*** DATASET RECORDS ***

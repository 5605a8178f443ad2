// SPDX-FileCopyrightText: 2026 Tollgate Contributors
// SPDX-License-Identifier: MIT OR Apache-2.0

//! Per-tenant daily budget tracking for the Tollgate model router.
//!
//! This crate provides:
//! - **Budget tracker**: hard/warn enforcement of daily token and USD limits
//! - **Counter stores**: an in-memory `DashMap` store and a SQLite store,
//!   both behind the `BudgetStore` trait from `tollgate-core`

pub mod budget;
pub mod store;

pub use budget::{BudgetLimits, BudgetSettings, BudgetTracker, Clock, SOFT_LIMIT_RATIO, SystemClock};
pub use store::{InMemoryBudgetStore, SqliteBudgetStore, open_store};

*** End of DATASET RECORDS ***

Print out each line of the data exactly.

repository 5605a8178f443ad2
// SPDX-FileCopyrightText: 2026 Tollgate Contributors
// SPDX-License-Identifier: MIT OR Apache-2.0

//! Per-tenant daily budget tracking for the Tollgate model router.
//!
//! This crate provides:
//! - **Budget tracker**: hard/warn enforcement of daily token and USD limits
//! - **Counter stores**: an in-memory `DashMap` store and a SQLite store,
//!   both behind the `BudgetStore` trait from `tollgate-core`

pub mod budget;
pub mod store;

pub use budget::{BudgetLimits, BudgetSettings, BudgetTracker, Clock, SOFT_LIMIT_RATIO, SystemClock};
pub use store::{InMemoryBudgetStore, SqliteBudgetStore, open_store};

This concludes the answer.